▸ TASK BRIEF: All that is wanted is a word-for-word copy of the data from its first line to the line containing "destination's length limit.", both included.

============================================================

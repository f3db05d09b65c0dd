//! Outbound chat destinations.

mod mattermost;
mod zulip;

pub use mattermost::MattermostNotifier;
pub use zulip::ZulipNotifier;

use std::borrow::Cow;
use std::sync::Arc;

use async_trait::async_trait;

use crate::chat_log::{AiTool, Role};
use crate::config::DestinationConfig;
use crate::error::NotifyError;

/// Appended to any message cut down to the destination's length limit.
pub const TRUNCATION_MARKER: &str = "\n\n... (truncated)";

/// Sends one reconstructed message to a chat destination.
///
/// Implementations receive the full text and apply their own length limit.
#[async_trait]
pub trait Notifier: Send + Sync {
    async fn send(&self, role: Role, text: &str, conversation_id: &str)
        -> Result<(), NotifyError>;
}

/// Build the notifier for the configured destination.
pub fn from_config(destination: &DestinationConfig, tool: AiTool) -> Arc<dyn Notifier> {
    match destination {
        DestinationConfig::Zulip(config) => {
            Arc::new(ZulipNotifier::new(config.clone(), tool.agent_label()))
        }
        DestinationConfig::Mattermost(config) => {
            Arc::new(MattermostNotifier::new(config.clone(), tool.agent_label()))
        }
    }
}

/// Cut `text` to at most `max_len` characters, appending [`TRUNCATION_MARKER`]
/// when anything was removed.
pub fn truncate(text: &str, max_len: usize) -> Cow<'_, str> {
    match text.char_indices().nth(max_len) {
        Some((cut, _)) => Cow::Owned(format!("{}{TRUNCATION_MARKER}", &text[..cut])),
        None => Cow::Borrowed(text),
    }
}

/// First eight characters of a conversation id, without OpenCode's `ses_`
/// prefix.
pub fn short_id(conversation_id: &str) -> String {
    let trimmed = conversation_id
        .strip_prefix("ses_")
        .unwrap_or(conversation_id);
    trimmed.chars().take(8).collect()
}
#[cfg(test)]
mod tests {
    use super::*;
    use crate::chat_log::Role;
    use crate::error::NotifyError;
    use async_trait::async_trait;
    use std::fs::{self, OpenOptions};
    use std::io::Write;
    use std::sync::Mutex;
    use tempfile::{tempdir, TempDir};

    #[derive(Default)]
    struct RecordingNotifier {
        sent: Mutex<Vec<(Role, String, String)>>,
        fail: bool,
    }

    impl RecordingNotifier {
        fn failing() -> Self {
            Self {
                fail: true,
                ..Self::default()
            }
        }

        fn sent(&self) -> Vec<(Role, String, String)> {
            self.sent.lock().unwrap().clone()
        }
    }

    #[async_trait]
    impl Notifier for RecordingNotifier {
        async fn send(
            &self,
            role: Role,
            text: &str,
            conversation_id: &str,
        ) -> std::result::Result<(), NotifyError> {
            self.sent
                .lock()
                .unwrap()
                .push((role, text.to_string(), conversation_id.to_string()));
            if self.fail {
                return Err(NotifyError::Status {
                    status: reqwest::StatusCode::BAD_GATEWAY,
                    body: "down".to_string(),
                });
            }
            Ok(())
        }
    }

    fn relay(root: &Path, tool: AiTool, notifier: Arc<RecordingNotifier>) -> Relay {
        Relay::new(root.to_path_buf(), tool, notifier, DedupGuard::new(None))
    }

    fn append(path: &Path, bytes: &[u8]) {
        let mut file = OpenOptions::new()
            .create(true)
            .append(true)
            .open(path)
            .unwrap();
        file.write_all(bytes).unwrap();
    }

    fn texts(notifier: &RecordingNotifier) -> Vec<(Role, String)> {
        notifier
            .sent()
            .into_iter()
            .map(|(role, text, _)| (role, text))
            .collect()
    }

    const USER_HI: &str = r#"{"type":"user","message":{"content":"hi"}}"#;
    const AGENT_HELLO: &str =
        r#"{"type":"assistant","message":{"content":[{"type":"text","text":"hello"}]}}"#;

    #[tokio::test]
    async fn append_log_scenario_delivers_both_turns() {
        let dir = tempdir().unwrap();
        let path = dir.path().join("conv-1.jsonl");
        fs::write(&path, format!("{USER_HI}\n{AGENT_HELLO}\n")).unwrap();

        let notifier = Arc::new(RecordingNotifier::default());
        let mut relay = relay(dir.path(), AiTool::Claude, notifier.clone());
        relay.handle_path(&path).await;

        assert_eq!(
            notifier.sent(),
            vec![
                (Role::User, "hi".to_string(), "conv-1".to_string()),
                (Role::Agent, "hello".to_string(), "conv-1".to_string()),
            ]
        );
    }

    #[tokio::test]
    async fn repeated_notifications_deliver_once() {
        let dir = tempdir().unwrap();
        let path = dir.path().join("conv.jsonl");
        fs::write(&path, format!("{USER_HI}\n")).unwrap();

        let notifier = Arc::new(RecordingNotifier::default());
        let mut relay = relay(dir.path(), AiTool::Claude, notifier.clone());
        for _ in 0..3 {
            relay.handle_path(&path).await;
        }
        assert_eq!(notifier.sent().len(), 1);
    }

    #[tokio::test]
    async fn chunked_appends_deliver_every_message_once_in_order() {
        let lines = [
            USER_HI.to_string(),
            "{broken".to_string(),
            AGENT_HELLO.to_string(),
            r#"{"type":"assistant","message":{"content":[{"type":"thinking","thinking":"x"},{"type":"tool_use","name":"Bash","input":{"command":"ls"}}]}}"#.to_string(),
            r#"{"type":"user","message":{"content":[{"type":"tool_result","content":"a.txt","is_error":false}]}}"#.to_string(),
            r#"{"type":"assistant","message":{"content":"done"}}"#.to_string(),
        ];
        let full: String = lines.iter().map(|l| format!("{l}\n")).collect();

        // Reference: the whole file in one go.
        let reference_dir = tempdir().unwrap();
        let reference_path = reference_dir.path().join("ref.jsonl");
        fs::write(&reference_path, &full).unwrap();
        let reference = Arc::new(RecordingNotifier::default());
        relay(reference_dir.path(), AiTool::Claude, reference.clone())
            .handle_path(&reference_path)
            .await;
        let expected = texts(&reference);
        assert_eq!(expected.len(), 5);

        for chunk_size in [1usize, 7, 40, 97, full.len()] {
            let dir = tempdir().unwrap();
            let path = dir.path().join("ref.jsonl");
            let notifier = Arc::new(RecordingNotifier::default());
            let mut relay = relay(dir.path(), AiTool::Claude, notifier.clone());

            for chunk in full.as_bytes().chunks(chunk_size) {
                append(&path, chunk);
                relay.handle_path(&path).await;
            }
            relay.handle_path(&path).await;

            assert_eq!(texts(&notifier), expected, "chunk size {chunk_size}");
        }
    }

    #[tokio::test]
    async fn identical_triples_collapse_to_one_send() {
        let dir = tempdir().unwrap();
        let path = dir.path().join("conv.jsonl");
        fs::write(&path, format!("{USER_HI}\n{USER_HI}\n")).unwrap();

        let notifier = Arc::new(RecordingNotifier::default());
        let mut relay = relay(dir.path(), AiTool::Claude, notifier.clone());
        relay.handle_path(&path).await;
        assert_eq!(notifier.sent().len(), 1);
    }

    #[tokio::test]
    async fn same_text_in_other_conversation_is_sent() {
        let dir = tempdir().unwrap();
        let a = dir.path().join("a.jsonl");
        let b = dir.path().join("b.jsonl");
        fs::write(&a, format!("{USER_HI}\n")).unwrap();
        fs::write(&b, format!("{USER_HI}\n")).unwrap();

        let notifier = Arc::new(RecordingNotifier::default());
        let mut relay = relay(dir.path(), AiTool::Claude, notifier.clone());
        relay.handle_path(&a).await;
        relay.handle_path(&b).await;
        assert_eq!(notifier.sent().len(), 2);
    }

    #[tokio::test]
    async fn failed_sends_are_not_retried() {
        let dir = tempdir().unwrap();
        let path = dir.path().join("conv.jsonl");
        fs::write(&path, format!("{USER_HI}\n")).unwrap();

        let notifier = Arc::new(RecordingNotifier::failing());
        let mut relay = relay(dir.path(), AiTool::Claude, notifier.clone());
        let source = TranscriptSource::AppendLog { path: path.clone() };
        assert_eq!(relay.process(&source).await.unwrap(), 0);

        append(&path, format!("{AGENT_HELLO}\n").as_bytes());
        relay.handle_path(&path).await;

        let attempted: Vec<String> = notifier.sent().into_iter().map(|(_, t, _)| t).collect();
        assert_eq!(attempted, vec!["hi".to_string(), "hello".to_string()]);
    }

    #[tokio::test]
    async fn reasoning_and_unknown_units_in_delivered_text() {
        let dir = tempdir().unwrap();
        let path = dir.path().join("conv.jsonl");
        fs::write(
            &path,
            concat!(
                r#"{"type":"assistant","message":{"content":[{"type":"thinking","thinking":"SECRET"},{"type":"text","text":"visible"},{"type":"tool_result","content":[{"type":"thinking","thinking":"SECRET"},{"type":"text","text":"out"}]},{"type":"citation","ref":"doc-7"}]}}"#,
                "\n"
            ),
        )
        .unwrap();

        let notifier = Arc::new(RecordingNotifier::default());
        relay(dir.path(), AiTool::Claude, notifier.clone())
            .handle_path(&path)
            .await;

        let sent = notifier.sent();
        assert_eq!(sent.len(), 1);
        let text = &sent[0].1;
        assert!(!text.contains("SECRET"));
        assert!(text.contains("visible"));
        assert!(text.contains("out"));
        assert!(text.contains("doc-7"));
    }

    #[tokio::test]
    async fn non_transcript_paths_are_ignored() {
        let dir = tempdir().unwrap();
        let path = dir.path().join("notes.txt");
        fs::write(&path, USER_HI).unwrap();

        let notifier = Arc::new(RecordingNotifier::default());
        let mut relay = relay(dir.path(), AiTool::Claude, notifier.clone());
        relay.handle_path(&path).await;
        relay.handle_path(&dir.path().join("missing.jsonl")).await;
        assert!(notifier.sent().is_empty());
    }

    fn opencode_store() -> (TempDir, PathBuf, PathBuf) {
        let dir = tempdir().unwrap();
        let record = dir.path().join("message").join("S1").join("msg_1.json");
        let parts = dir.path().join("part").join("msg_1");
        fs::create_dir_all(record.parent().unwrap()).unwrap();
        fs::create_dir_all(&parts).unwrap();
        (dir, record, parts)
    }

    #[tokio::test]
    async fn split_record_scenario_delivers_once() {
        let (dir, record, parts) = opencode_store();
        fs::write(&record, r#"{"id":"msg_1","role":"user","sessionID":"S1"}"#).unwrap();
        fs::write(parts.join("prt_1.json"), r#"{"type":"text","text":"ping"}"#).unwrap();

        let notifier = Arc::new(RecordingNotifier::default());
        let mut relay = relay(dir.path(), AiTool::OpenCode, notifier.clone());
        relay.handle_path(&record).await;
        relay.handle_path(&record).await;

        assert_eq!(
            notifier.sent(),
            vec![(Role::User, "ping".to_string(), "S1".to_string())]
        );
    }

    #[tokio::test]
    async fn late_parts_are_picked_up_from_part_events() {
        let (dir, record, parts) = opencode_store();
        fs::write(&record, r#"{"id":"msg_1","role":"user","sessionID":"S1"}"#).unwrap();

        let notifier = Arc::new(RecordingNotifier::default());
        let mut relay = relay(dir.path(), AiTool::OpenCode, notifier.clone());
        relay.handle_path(&record).await;
        assert!(notifier.sent().is_empty());

        let part = parts.join("prt_1.json");
        fs::write(&part, r#"{"type":"text","text":"ping"}"#).unwrap();
        relay.handle_path(&part).await;
        relay.handle_path(&part).await;

        assert_eq!(
            notifier.sent(),
            vec![(Role::User, "ping".to_string(), "S1".to_string())]
        );
        assert!(relay.pending.is_empty());
    }

    #[tokio::test]
    async fn streamed_answer_is_delivered_whole_after_completion() {
        let (dir, record, parts) = opencode_store();
        let streaming = r#"{"id":"msg_1","role":"assistant","sessionID":"S1","time":{"created":1}}"#;
        fs::write(&record, streaming).unwrap();

        let notifier = Arc::new(RecordingNotifier::default());
        let mut relay = relay(dir.path(), AiTool::OpenCode, notifier.clone());
        relay.handle_path(&record).await;

        let part = parts.join("prt_1.json");
        fs::write(&part, r#"{"type":"text","text":"Hel"}"#).unwrap();
        relay.handle_path(&part).await;
        fs::write(&part, r#"{"type":"text","text":"Hello, here is the full answer"}"#).unwrap();
        relay.handle_path(&part).await;
        relay.handle_path(&record).await;
        assert!(notifier.sent().is_empty());

        fs::write(
            &record,
            r#"{"id":"msg_1","role":"assistant","sessionID":"S1","time":{"created":1,"completed":9}}"#,
        )
        .unwrap();
        relay.handle_path(&record).await;
        relay.handle_path(&part).await;

        assert_eq!(
            texts(&notifier),
            vec![(Role::Agent, "Hello, here is the full answer".to_string())]
        );
    }

    #[tokio::test]
    async fn tool_only_records_are_forgotten_once_the_session_moves_on() {
        let (dir, tool_only, _parts) = opencode_store();
        fs::write(
            &tool_only,
            r#"{"id":"msg_1","role":"assistant","sessionID":"S1","time":{"created":1,"completed":2}}"#,
        )
        .unwrap();
        let other_session = dir.path().join("message").join("S2").join("msg_0.json");
        fs::create_dir_all(other_session.parent().unwrap()).unwrap();
        fs::write(&other_session, r#"{"id":"msg_0","role":"user","sessionID":"S2"}"#).unwrap();

        let notifier = Arc::new(RecordingNotifier::default());
        let mut relay = relay(dir.path(), AiTool::OpenCode, notifier.clone());
        relay.handle_path(&tool_only).await;
        relay.handle_path(&other_session).await;
        assert_eq!(relay.pending.len(), 2);

        let next = tool_only.with_file_name("msg_2.json");
        fs::write(&next, r#"{"id":"msg_2","role":"user","sessionID":"S1"}"#).unwrap();
        let next_parts = dir.path().join("part").join("msg_2");
        fs::create_dir_all(&next_parts).unwrap();
        fs::write(next_parts.join("prt_1.json"), r#"{"type":"text","text":"next"}"#).unwrap();
        relay.handle_path(&next).await;

        assert_eq!(
            texts(&notifier),
            vec![(Role::User, "next".to_string())]
        );
        assert_eq!(relay.pending.keys().collect::<Vec<_>>(), vec!["msg_0"]);
    }

    #[tokio::test]
    async fn part_events_for_unknown_messages_are_ignored() {
        let (dir, _record, parts) = opencode_store();
        let part = parts.join("prt_1.json");
        fs::write(&part, r#"{"type":"text","text":"orphan"}"#).unwrap();

        let notifier = Arc::new(RecordingNotifier::default());
        relay(dir.path(), AiTool::OpenCode, notifier.clone())
            .handle_path(&part)
            .await;
        assert!(notifier.sent().is_empty());
    }

    #[tokio::test]
    async fn run_stops_on_shutdown_after_draining_events() {
        let dir = tempdir().unwrap();
        let path = dir.path().join("conv.jsonl");
        fs::write(&path, format!("{USER_HI}\n")).unwrap();

        let notifier = Arc::new(RecordingNotifier::default());
        let mut relay = relay(dir.path(), AiTool::Claude, notifier.clone());

        let (tx, mut rx) = mpsc::channel(8);
        tx.send(path.clone()).await.unwrap();
        drop(tx);

        relay.run(&mut rx, std::future::pending::<()>()).await;
        assert_eq!(notifier.sent().len(), 1);

        let (_tx, mut rx) = mpsc::channel::<PathBuf>(8);
        relay.run(&mut rx, async {}).await;
    }
}
#[derive(Clone, Debug, PartialEq)]
pub struct RecoveredSpeechEvent {
    pub epoch: usize,
    pub signal: Signal,
}

#[derive(Clone, Debug, PartialEq)]
pub struct CheckpointEvent {
    pub epoch: usize,
    pub name: String,
    pub succeeded: bool,
}

/// Final report of a session, sent exactly once.
#[derive(Clone, Debug, PartialEq)]
pub struct SessionSummary {
    pub state: SessionState,
    pub epoch: usize,
    pub error: f64,
    /// Reason of a failed session
    pub failure: Option<String>,
}

/// Everything a session reports, in the order it happens.
#[derive(Clone, Debug, PartialEq)]
pub enum TrainingEvent {
    Progress(ProgressEvent),
    RecoveredSpeech(RecoveredSpeechEvent),
    Checkpoint(CheckpointEvent),
    Finished(SessionSummary),
}

/// Working set of one session: the sources, the current noisy mix and its dataset.
#[derive(Clone, Debug)]
pub struct TrainingData {
    speech: Signal,
    noise: Signal,
    mixed: Signal,
    dataset: Dataset,
}

impl TrainingData {
    /// Mix `noise` into `speech` and cut the result into training rows.
    pub fn prepare<R: Rng + ?Sized>(
        speech: Signal,
        noise: Signal,
        hyperparameters: &TrainingHyperparameters,
        rng: &mut R,
    ) -> Result<Self> {
        hyperparameters.validate()?;
        let mixer = NoiseMixer::new(hyperparameters.mix_parameters()?);
        let builder = DatasetBuilder::new(
            hyperparameters.layers.input,
            hyperparameters.layers.output,
            hyperparameters.normalization(),
        )?;
        let mixed = mixer.mix(&speech, &noise, rng);
        let dataset = builder.build(&mixed, &speech)?;
        Ok(Self {
            speech,
            noise,
            mixed,
            dataset,
        })
    }

    /// Assemble a working set from a dataset built elsewhere.
    pub fn new(speech: Signal, noise: Signal, mixed: Signal, dataset: Dataset) -> Self {
        Self {
            speech,
            noise,
            mixed,
            dataset,
        }
    }

    pub fn speech(&self) -> &Signal {
        &self.speech
    }

    pub fn noise(&self) -> &Signal {
        &self.noise
    }

    pub fn mixed(&self) -> &Signal {
        &self.mixed
    }

    pub fn dataset(&self) -> &Dataset {
        &self.dataset
    }
}

/// Snapshot of the running counters.
#[derive(Clone, Copy, Debug, PartialEq)]
pub struct Progress {
    pub epoch: usize,
    pub error: f64,
}

/// What the caller gets back once the worker has finished.
pub struct SessionOutcome<N> {
    pub summary: SessionSummary,
    pub network: N,
    pub data: TrainingData,
}

struct Control {
    state: SessionState,
    pause_requested: bool,
    stop_requested: bool,
    epoch: usize,
    error: f64,
}

impl Control {
    fn idle() -> Self {
        Self {
            state: SessionState::Idle,
            pause_requested: false,
            stop_requested: false,
            epoch: 0,
            error: 0.0,
        }
    }
}

struct Shared {
    control: Mutex<Control>,
    wake: Condvar,
}

/// Owns at most one training session at a time.
pub struct TrainingController<N: Network + 'static> {
    config: ControllerConfig,
    shared: Arc<Shared>,
    worker: Mutex<Option<JoinHandle<SessionOutcome<N>>>>,
}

============================================================

▸ RESULT BELOW:
repository f3db05d09b65c0dd
//! Outbound chat destinations.

mod mattermost;
mod zulip;

pub use mattermost::MattermostNotifier;
pub use zulip::ZulipNotifier;

use std::borrow::Cow;
use std::sync::Arc;

use async_trait::async_trait;

use crate::chat_log::{AiTool, Role};
use crate::config::DestinationConfig;
use crate::error::NotifyError;

/// Appended to any message cut down to the destination's length limit.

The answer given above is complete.